Now, the fault-lines. The implementation of GST without making the GST Net (GSTN) fully operational after due test runs was the first blunder. From the very initial stages of planning the introduction of GST, it was clear in the minds of the policy makers that a robust IT infrastructure support was sine qua non for proper implementation of GST. That’s why the GSTN together with all its supporting operational modules was conceived to support the administering of GST.
The administering of GST itself is taxpayer driven inasmuch as the tax liability is self assessed and the input tax credit is self availed of by the taxpayers; even the registration of the taxpayers was allowed without any physical verification. Given this disposition and the reality of existences of a small percentage of delinquents in the trade and industry, it was felt essential to have some built-in safeguards against tax evasion. The GSTN was to ensure that all the transactions were documented and backed by e-invoices, and that appropriate returns were filed periodically so as to facilitate matching of invoices and weeding out of all fake or fraudulent transactions. The invoice matching was so planned that the invoices uploaded by the buyer (recipient of a supply) had to match with the invoice uploaded by the seller (supplier) for a particular transaction. This was necessary for validating the claiming of credit by the buyer.
Besides, keeping in mind the interest of the Small Business, an important sector in our economy which contibutes more than seventy five percent of the total employment in the country, a scheme of GST Suvidha Providers (GSPs) was envisaged. The GSPs were to help the Small Business who did not have their own IT infrastructure, in their interactions with the GSTN for filing of Returns, generation and uploading of invoices etc. Some thirty four GSPs were identified and duly authorised too.

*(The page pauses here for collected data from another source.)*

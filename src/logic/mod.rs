//! Inference logic
//!
//! Schema handling, feature alignment and classifier backends live here,
//! independent of the HTTP layer.

pub mod attack_types;
pub mod features;
pub mod model;
pub mod prediction;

However, since GST was implemented without giving the GSTN sufficient time to have the test runs and make it fully operational in respect of all the modules, the GSTN failed to deliver in some crucial areas. The invoice could not be uploaded, the GSPs did not get the link for acting on behalf of the Small Business, there were glitches even in the first business process of Registration, just to name a few. All these created chaos. In the ensuing confusion, there was a knee-jerk reaction and several decisions were taken like simplified formats of documentation for the business processes, going in manual mode in certain areas, postponement of e-invoices and invoice-matching etc. Consequently many evaders used the loopholes for various purposes like claiming of input tax credit without payment of input tax, generation of fake invocies without any supply of goods, creation of number of fake firms by obtaining registration fraudulently by use of fake documents since there was no requirement of physical verification of premise for registration etc. Besides claiming input tax credit and adjusting them against tax liability, there have also been instances where the ‘star exporters’ used fake input tax credit to pay tax and then claim a cash refund. The so called ‘star exporters’ were non-traceable at their registered addresses. There have also been cases of fake invoicing used for fraudulent tax credits that were encashed through the facility of Integrated GST (IGST) refunds. There were also cases where cash refunds were claimed against input tax credits in case of ‘inverted duty structure’ . For example, in a case detected in 2019, a group of people created a network of 500 firms that included fake manufacturers of ‘Hawai Chappals’ and fake retailers to claim and encash fake credit. In this case, the raw materials had an applicable tax rate of 18 per cent whereas the Chappals were taxed at 5 per cent. This network had created fake credit amounting to Rs 600 crores.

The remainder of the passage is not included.